ZeroMQ wrapper for D2

simendsjo simendsjo at gmail.com
Sun Oct 23 06:10:02 PDT 2011


On 23.10.2011 14:25, Kean Forrest wrote:
> On 22/10/11 23:24, simendsjo wrote:
>> I saw someone mention ZeroMQ in a subthread the other day. I watched a
>> few videos, and it looks to me like a good fit for D. The philosophies
>> matches pretty well: small, clean api, no bloat (only transport, no
>> protocols), very flexible setup/usage and message passing for
>> communication.
>
> +1
>
> ZMQ seems almost too good, I never knew it existed. If D had this as a
> networking/concurrency method it would be a huge plus AFAIK.

Agreed. IPC doesn't work on windows though. Not sure if this 
could/should be simulated to some degree.

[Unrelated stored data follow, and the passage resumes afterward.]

//! Synthetic kinds.
//!
//! A kind tags what a synthetic item is for. Kinds are only hints for
//! naming and tooling; the compiler never branches on a particular kind
//! beyond the flags below. Every kind's descriptor appears in non-minified
//! names, so descriptors must be distinct.

use rustc_hash::FxHasher;
use std::fmt;
use std::hash::{Hash, Hasher};
use std::sync::OnceLock;

/// How items of a kind are shaped and named.
#[derive(Copy, Clone, Debug, PartialEq, Eq, Hash)]
pub enum KindFlavor {
    /// A class holding exactly one static method.
    Method { allow_global_merging: bool },
    /// A whole class with a numbered name.
    Class { shareable: bool },
    /// A class named by its context plus a fixed suffix.
    Fixed { may_override_non_program_type: bool },
    /// A single program-wide class named by its type.
    Global { may_override_non_program_type: bool },
}

macro_rules! synthetic_kinds {
    ($($variant:ident => ($descriptor:expr, $flavor:expr),)*) => {
        /// Every synthetic kind. Ids are 1-based positions in declaration order.
        #[derive(Copy, Clone, Debug, PartialEq, Eq, Hash)]
        pub enum SyntheticKind {
            $($variant,)*
        }

        impl SyntheticKind {
            pub const ALL: &'static [SyntheticKind] = &[$(SyntheticKind::$variant,)*];

            /// Short tag used in names.
            pub const fn descriptor(self) -> &'static str {
                match self {
                    $(SyntheticKind::$variant => $descriptor,)*
                }
            }

            pub const fn flavor(self) -> KindFlavor {
                match self {
                    $(SyntheticKind::$variant => $flavor,)*
                }
            }
        }
    };
}

const fn method(allow_global_merging: bool) -> KindFlavor {
    KindFlavor::Method {
        allow_global_merging,
    }
}

const fn class(shareable: bool) -> KindFlavor {
    KindFlavor::Class { shareable }
}

const FIXED: KindFlavor = KindFlavor::Fixed {
    may_override_non_program_type: false,
};
const GLOBAL: KindFlavor = KindFlavor::Global {
    may_override_non_program_type: true,
};
const GLOBAL_CLASSPATH: KindFlavor = KindFlavor::Global {
    may_override_non_program_type: false,
};

synthetic_kinds! {
    // Global synthetics
    RecordTag => ("", GLOBAL),
    ApiModelStub => ("", GLOBAL),
    MethodHandlesLookup => ("", GLOBAL),
    VarHandle => ("", GLOBAL),

    // Classpath-only synthetics in the global type namespace
    GenericApiConversionStub => ("", GLOBAL_CLASSPATH),
    RetargetStub => ("", GLOBAL_CLASSPATH),
    EmulatedInterfaceMarkerClass => ("", GLOBAL_CLASSPATH),

    // Fixed suffix synthetics, each with a hygienic prefix type
    EnumUnboxingLocalUtilityClass => ("$EnumUnboxingLocalUtility", FIXED),
    EnumUnboxingSharedUtilityClass => ("$EnumUnboxingSharedUtility", FIXED),
    CompanionClass => ("$-CC", FIXED),
    EmulatedInterfaceClass => ("$-EL", FIXED),
    RetargetClass => ("RetargetClass", FIXED),
    RetargetInterface => ("RetargetInterface", FIXED),
    Wrapper => ("$Wrapper", FIXED),
    VivifiedWrapper => ("$VivifiedWrapper", FIXED),
    InitTypeArgument => ("-IA", FIXED),
    HorizontalInitTypeArgument1 => ("$$IA$1", FIXED),
    HorizontalInitTypeArgument2 => ("$$IA$2", FIXED),
    HorizontalInitTypeArgument3 => ("$$IA$3", FIXED),
    EnumConversion => ("$EnumConversion", FIXED),

    // Locally generated classes
    Lambda => ("Lambda", class(true)),
    ThreadLocal => ("ThreadLocal", class(true)),
    // Sharing would defeat the purpose of these classes.
    SharedSuperClass => ("SharedSuper", class(false)),
    NonFixedInitTypeArgument => ("$IA", class(false)),
    ConstDynamic => ("$Condy", class(false)),

    // Single-method synthetics
    EnumUnboxingCheckNotZeroMethod => ("CheckNotZero", method(true)),
    RecordHelper => ("Record", method(true)),
    Backport => ("Backport", method(true)),
    BackportWithForwarding => ("BackportWithForwarding", method(false)),
    StaticInterfaceCall => ("StaticInterfaceCall", method(false)),
    ToStringIfNotNull => ("ToStringIfNotNull", method(true)),
    ThrowCceIfNotNull => ("ThrowCCEIfNotNull", method(true)),
    ThrowIae => ("ThrowIAE", method(true)),
    ThrowIcce => ("ThrowICCE", method(true)),
    ThrowNsme => ("ThrowNSME", method(true)),
    ThrowRte => ("ThrowRTE", method(true)),
    TwrCloseResource => ("TwrCloseResource", method(true)),
    ServiceLoader => ("ServiceLoad", method(true)),
    Outline => ("Outline", method(false)),
    CovariantOutline => ("CovariantOutline", method(false)),
    ApiConversion => ("APIConversion", method(false)),
    ApiConversionParameters => ("APIConversionParameters", method(false)),
    CollectionConversion => ("$CollectionConversion", method(false)),
    ApiModelOutline => ("ApiModelOutline", method(true)),
    DesugaredLibraryBridge => ("DesugaredLibraryBridge", method(false)),
    Bridge => ("Bridge", method(false)),
}

impl SyntheticKind {
    /// 1-based id, stable for a given compiler version.
    pub fn id(self) -> u32 {
        self as u32 + 1
    }

    pub fn from_id(id: u32) -> Option<SyntheticKind> {
        let index = usize::try_from(id).ok()?.checked_sub(1)?;
        Self::ALL.get(index).copied()
    }

    pub fn is_single_method(self) -> bool {
        matches!(self.flavor(), KindFlavor::Method { .. })
    }

    /// Fixed-suffix kinds, including global kinds, are never numbered.
    pub fn is_fixed_suffix(self) -> bool {
        matches!(
            self.flavor(),
            KindFlavor::Fixed { .. } | KindFlavor::Global { .. }
        )
    }

    pub fn is_global(self) -> bool {
        matches!(self.flavor(), KindFlavor::Global { .. })
    }

    /// Whether two equal items of this kind may be merged.
    pub fn is_shareable(self) -> bool {
        match self.flavor() {
            KindFlavor::Method { .. } => true,
            KindFlavor::Class { shareable } => shareable,
            KindFlavor::Fixed { .. } | KindFlavor::Global { .. } => false,
        }
    }

    pub fn allows_global_merging(self) -> bool {
        matches!(
            self.flavor(),
            KindFlavor::Method {
                allow_global_merging: true
            }
        )
    }

    /// Whether a program definition of this kind may replace a classpath or
    /// library definition of the same type.
    pub fn may_override_non_program_type(self) -> bool {
        match self.flavor() {
            KindFlavor::Fixed {
                may_override_non_program_type,
            }
            | KindFlavor::Global {
                may_override_non_program_type,
            } => may_override_non_program_type,
            KindFlavor::Method { .. } | KindFlavor::Class { .. } => false,
        }
    }

    /// Whether items of this kind may be the context of further synthetics.
    ///
    /// Global items are shared by the whole program and have no single
    /// input to attribute a derived item to.
    pub fn may_be_context(self) -> bool {
        !self.is_global()
    }

    fn hash_into(self, hasher: &mut FxHasher) {
        self.id().hash(hasher);
        self.descriptor().hash(hasher);
        match self.flavor() {
            KindFlavor::Method { .. } => "method".hash(hasher),
            KindFlavor::Class { shareable } => {
                "class".hash(hasher);
                shareable.hash(hasher);
            }
            KindFlavor::Global {
                may_override_non_program_type,
            } => {
                "global".hash(hasher);
                may_override_non_program_type.hash(hasher);
            }
            KindFlavor::Fixed {
                may_override_non_program_type,
            } => {
                "fixed".hash(hasher);
                may_override_non_program_type.hash(hasher);
            }
        }
    }
}

impl fmt::Display for SyntheticKind {
    fn fmt(&self, f: &mut fmt::Formatter<'_>) -> fmt::Result {
        write!(f, "{self:?}")
    }
}

/// Hash over the compiler version and every kind, stamped into markers so
/// that intermediate output from a different naming scheme is rejected.
pub fn naming_version_hash() -> &'static str {
    static HASH: OnceLock<String> = OnceLock::new();
    HASH.get_or_init(|| {
        let mut hasher = FxHasher::default();
        env!("CARGO_PKG_VERSION").hash(&mut hasher);
        for kind in SyntheticKind::ALL {
            kind.hash_into(&mut hasher);
        }
        format!("{:016x}", hasher.finish())
    })
}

> This wrapper (2.1.10 stable) is closer to the python version:
>
> http://min.us/lOZ88QxPWyB6q
>
> Hello world:
>
> import zmq.zmq;
> import std.stdio;
> void main()
> {
> auto ctx = new Context();
> version(client)
> {
> auto sock = ctx.socket(ZMQ_REQ);
> sock.connect("tcp://localhost:5555");
> sock.send("hello");
> writeln(sock.recv!string);
> }
> else
> {
> auto sock = ctx.socket(ZMQ_REP);
> sock.bind("tcp://*:5555");
> writeln(sock.recv!string);
> sock.send("world");
> }
> }

Pretty similar to what I did. Zeromq's porting guide recommend using 
available language features and naming standards, so I added a default 
context using shared and module ctor/dtor's and named enums according to 
phobos rules. Already found some bugs with my wrapper though :)

version(client)
{
   auto sock = connect("tcp://localhost:5555", SocketType.request);
   sock.send("hello");
   writeln(sock.receive!string());
}
else
{
   auto sock = bind("tcp://*:5555");
   writeln(sock.receive!string());
   sock.send("world");
}

The default context is only created on the first call to connect/bind, 
so you can avoid this and write it as:
auto ctx = new Context();
auto sock = ctx.create(SocketType.request);
...

I'm in the process of porting more of the examples to my wrapper to see 
how it holds up. I'll post updated code once I get a little further.
But I really don't know enough D or zmq to write a good wrapper. It 
would be great if you (or someone else) could write a wrapper.